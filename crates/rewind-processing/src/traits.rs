//! Core traits for media processing
//!
//! The engine only sees these two seams; the ffmpeg family implements both.

use async_trait::async_trait;
use bytes::Bytes;
use rewind_core::{AppError, EncodingCandidate, MediaDescriptor, MediaReference};

/// Measures downloaded media and lists the encodings it can be delivered in.
#[async_trait]
pub trait MediaProbe: Send + Sync {
    /// An empty candidate list means the media could not be analysed.
    async fn probe(
        &self,
        reference: &MediaReference,
        data: Bytes,
    ) -> Result<MediaDescriptor, AppError>;
}

/// Produces the time-reversed artifact for one candidate.
#[async_trait]
pub trait MediaTransform: Send + Sync {
    async fn reverse(&self, candidate: &EncodingCandidate) -> Result<Bytes, AppError>;
}
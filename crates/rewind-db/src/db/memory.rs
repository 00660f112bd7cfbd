//! In-memory repositories used when no database is configured, and in tests.

use std::collections::{HashMap, HashSet};
use std::sync::Arc;

use async_trait::async_trait;
use chrono::NaiveDate;
use rewind_core::{AppError, CacheHit, DedupRecord, HostedId};
use tokio::sync::{Mutex, RwLock};

use super::{BetaRepository, DedupRepository};

#[derive(Default)]
struct DedupState {
    next_id: i64,
    records: HashMap<i64, DedupRecord>,
    by_origin: HashMap<HostedId, i64>,
    by_reversed: HashMap<HostedId, i64>,
}

impl DedupState {
    fn remove(&mut self, id: i64) -> bool {
        match self.records.remove(&id) {
            Some(record) => {
                self.by_origin.remove(&record.origin);
                self.by_reversed.remove(&record.reversed);
                true
            }
            None => false,
        }
    }
}

/// Dedup store backed by a record map plus one index per key side.
#[derive(Clone, Default)]
pub struct InMemoryDedupRepository {
    state: Arc<Mutex<DedupState>>,
}

impl InMemoryDedupRepository {
    pub fn new() -> Self {
        Self::default()
    }

    pub async fn len(&self) -> usize {
        self.state.lock().await.records.len()
    }

    pub async fn is_empty(&self) -> bool {
        self.len().await == 0
    }

    /// Current stored record for an origin key, without counting a request.
    pub async fn get_by_origin(&self, origin: &HostedId) -> Option<DedupRecord> {
        let state = self.state.lock().await;
        state
            .by_origin
            .get(origin)
            .and_then(|id| state.records.get(id))
            .cloned()
    }
}

#[async_trait]
impl DedupRepository for InMemoryDedupRepository {
    async fn lookup(
        &self,
        key: &HostedId,
        today: NaiveDate,
    ) -> Result<Option<CacheHit>, AppError> {
        let mut state = self.state.lock().await;

        let (id, origin_side) = match state.by_origin.get(key) {
            Some(id) => (*id, true),
            None => match state.by_reversed.get(key) {
                Some(id) => (*id, false),
                None => return Ok(None),
            },
        };

        let record = state
            .records
            .get_mut(&id)
            .ok_or_else(|| AppError::Internal(format!("dangling dedup index for {}", key)))?;

        let previous = record.total_requests;
        record.total_requests += 1;
        record.last_requested_on = today;

        let reference = if origin_side {
            record.reversed.clone()
        } else {
            record.origin.clone()
        };

        Ok(Some(CacheHit {
            reference,
            sensitive: record.sensitive,
            total_requests: previous,
        }))
    }

    async fn insert(
        &self,
        origin: &HostedId,
        reversed: &HostedId,
        sensitive: bool,
        today: NaiveDate,
    ) -> Result<DedupRecord, AppError> {
        let mut state = self.state.lock().await;

        if state.by_origin.contains_key(origin) {
            return Err(AppError::AlreadyExists(format!("reversal for {}", origin)));
        }
        if state.by_reversed.contains_key(reversed) {
            return Err(AppError::AlreadyExists(format!("reversal to {}", reversed)));
        }

        state.next_id += 1;
        let record = DedupRecord {
            id: state.next_id,
            origin: origin.clone(),
            reversed: reversed.clone(),
            created_on: today,
            total_requests: 1,
            last_requested_on: today,
            sensitive,
        };

        state.by_origin.insert(origin.clone(), record.id);
        state.by_reversed.insert(reversed.clone(), record.id);
        state.records.insert(record.id, record.clone());

        Ok(record)
    }

    async fn delete(&self, key: &HostedId) -> Result<bool, AppError> {
        let mut state = self.state.lock().await;
        let id = match state.by_origin.get(key).or_else(|| state.by_reversed.get(key)) {
            Some(id) => *id,
            None => return Ok(false),
        };
        Ok(state.remove(id))
    }

    async fn list_stale(
        &self,
        host: &str,
        cutoff: NaiveDate,
    ) -> Result<Vec<DedupRecord>, AppError> {
        let state = self.state.lock().await;
        let mut stale: Vec<DedupRecord> = state
            .records
            .values()
            .filter(|r| r.reversed.host == host && r.last_requested_on < cutoff)
            .cloned()
            .collect();
        stale.sort_by_key(|r| (r.last_requested_on, r.id));
        Ok(stale)
    }
}

/// Beta list held in a set of lower-cased names.
#[derive(Clone, Default)]
pub struct InMemoryBetaRepository {
    names: Arc<RwLock<HashSet<String>>>,
}

impl InMemoryBetaRepository {
    pub fn new() -> Self {
        Self::default()
    }

    pub fn with_names<I, S>(names: I) -> Self
    where
        I: IntoIterator<Item = S>,
        S: AsRef<str>,
    {
        let names = names.into_iter().map(|n| n.as_ref().to_lowercase()).collect();
        Self {
            names: Arc::new(RwLock::new(names)),
        }
    }
}

#[async_trait]
impl BetaRepository for InMemoryBetaRepository {
    async fn is_opted_in(&self, name: &str) -> Result<bool, AppError> {
        Ok(self.names.read().await.contains(&name.to_lowercase()))
    }

    async fn set_opt_in(&self, name: &str, opted_in: bool) -> Result<(), AppError> {
        let mut names = self.names.write().await;
        if opted_in {
            names.insert(name.to_lowercase());
        } else {
            names.remove(&name.to_lowercase());
        }
        Ok(())
    }
}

● ● ●

_WHAT YOU WILL DO:_ Return the full listing, word for word.

_TASK RESULT:_
filename crates/rewind-processing/src/traits.rs
//! Core traits for media processing
//!
//! The engine only sees these two seams; the ffmpeg family implements both.

use async_trait::async_trait;
use bytes::Bytes;
use rewind_core::{AppError, EncodingCandidate, MediaDescriptor, MediaReference};

/// Measures downloaded media and lists the encodings it can be delivered in.
#[async_trait]
pub trait MediaProbe: Send + Sync {
    /// An empty candidate list means the media could not be analysed.
    async fn probe(
        &self,
        reference: &MediaReference,
        data: Bytes,
    ) -> Result<MediaDescriptor, AppError>;
}

/// Produces the time-reversed artifact for one candidate.
#[async_trait]
pub trait MediaTransform: Send + Sync {
    async fn reverse(&self, candidate: &EncodingCandidate) -> Result<Bytes, AppError>;
}
filename crates/rewind-db/src/db/memory.rs
repository 00660f112bd7cfbd
//! In-memory repositories used when no database is configured, and in tests.

use std::collections::{HashMap, HashSet};
use std::sync::Arc;

use async_trait::async_trait;
use chrono::NaiveDate;
use rewind_core::{AppError, CacheHit, DedupRecord, HostedId};
use tokio::sync::{Mutex, RwLock};

use super::{BetaRepository, DedupRepository};

#[derive(Default)]
struct DedupState {
    next_id: i64,
    records: HashMap<i64, DedupRecord>,
    by_origin: HashMap<HostedId, i64>,
    by_reversed: HashMap<HostedId, i64>,
}

impl DedupState {
    fn remove(&mut self, id: i64) -> bool {
        match self.records.remove(&id) {
            Some(record) => {
                self.by_origin.remove(&record.origin);
                self.by_reversed.remove(&record.reversed);
                true
            }
            None => false,
        }
    }
}

/// Dedup store backed by a record map plus one index per key side.
#[derive(Clone, Default)]
pub struct InMemoryDedupRepository {
    state: Arc<Mutex<DedupState>>,
}

impl InMemoryDedupRepository {
    pub fn new() -> Self {
        Self::default()
    }

    pub async fn len(&self) -> usize {
        self.state.lock().await.records.len()
    }

    pub async fn is_empty(&self) -> bool {
        self.len().await == 0
    }

    /// Current stored record for an origin key, without counting a request.
    pub async fn get_by_origin(&self, origin: &HostedId) -> Option<DedupRecord> {
        let state = self.state.lock().await;
        state
            .by_origin
            .get(origin)
            .and_then(|id| state.records.get(id))
            .cloned()
    }
}

#[async_trait]
impl DedupRepository for InMemoryDedupRepository {
    async fn lookup(
        &self,
        key: &HostedId,
        today: NaiveDate,
    ) -> Result<Option<CacheHit>, AppError> {
        let mut state = self.state.lock().await;

        let (id, origin_side) = match state.by_origin.get(key) {
            Some(id) => (*id, true),
            None => match state.by_reversed.get(key) {
                Some(id) => (*id, false),
                None => return Ok(None),
            },
        };

        let record = state
            .records
            .get_mut(&id)
            .ok_or_else(|| AppError::Internal(format!("dangling dedup index for {}", key)))?;

        let previous = record.total_requests;
        record.total_requests += 1;
        record.last_requested_on = today;

        let reference = if origin_side {
            record.reversed.clone()
        } else {
            record.origin.clone()
        };

        Ok(Some(CacheHit {
            reference,
            sensitive: record.sensitive,
            total_requests: previous,
        }))
    }

    async fn insert(
        &self,
        origin: &HostedId,
        reversed: &HostedId,
        sensitive: bool,
        today: NaiveDate,
    ) -> Result<DedupRecord, AppError> {
        let mut state = self.state.lock().await;

        if state.by_origin.contains_key(origin) {
            return Err(AppError::AlreadyExists(format!("reversal for {}", origin)));
        }
        if state.by_reversed.contains_key(reversed) {
            return Err(AppError::AlreadyExists(format!("reversal to {}", reversed)));
        }

        state.next_id += 1;
        let record = DedupRecord {
            id: state.next_id,
            origin: origin.clone(),
            reversed: reversed.clone(),
            created_on: today,
            total_requests: 1,
            last_requested_on: today,
            sensitive,
        };

        state.by_origin.insert(origin.clone(), record.id);
        state.by_reversed.insert(reversed.clone(), record.id);
        state.records.insert(record.id, record.clone());

        Ok(record)
    }

    async fn delete(&self, key: &HostedId) -> Result<bool, AppError> {
        let mut state = self.state.lock().await;
        let id = match state.by_origin.get(key).or_else(|| state.by_reversed.get(key)) {
            Some(id) => *id,
            None => return Ok(false),
        };
        Ok(state.remove(id))
    }

    async fn list_stale(
        &self,
        host: &str,
        cutoff: NaiveDate,
    ) -> Result<Vec<DedupRecord>, AppError> {
        let state = self.state.lock().await;
        let mut stale: Vec<DedupRecord> = state
            .records
            .values()
            .filter(|r| r.reversed.host == host && r.last_requested_on < cutoff)
            .cloned()
            .collect();
        stale.sort_by_key(|r| (r.last_requested_on, r.id));
        Ok(stale)
    }
}

/// Beta list held in a set of lower-cased names.
#[derive(Clone, Default)]
pub struct InMemoryBetaRepository {
    names: Arc<RwLock<HashSet<String>>>,
}

impl InMemoryBetaRepository {
    pub fn new() -> Self {
        Self::default()
    }

    pub fn with_names<I, S>(names: I) -> Self
    where
        I: IntoIterator<Item = S>,
        S: AsRef<str>,
    {
        let names = names.into_iter().map(|n| n.as_ref().to_lowercase()).collect();
        Self {
            names: Arc::new(RwLock::new(names)),
        }
    }
}

#[async_trait]
impl BetaRepository for InMemoryBetaRepository {
    async fn is_opted_in(&self, name: &str) -> Result<bool, AppError> {
        Ok(self.names.read().await.contains(&name.to_lowercase()))
    }

    async fn set_opt_in(&self, name: &str, opted_in: bool) -> Result<(), AppError> {
        let mut names = self.names.write().await;
        if opted_in {
            names.insert(name.to_lowercase());
        } else {
            names.remove(&name.to_lowercase());
        }
        Ok(())
    }
}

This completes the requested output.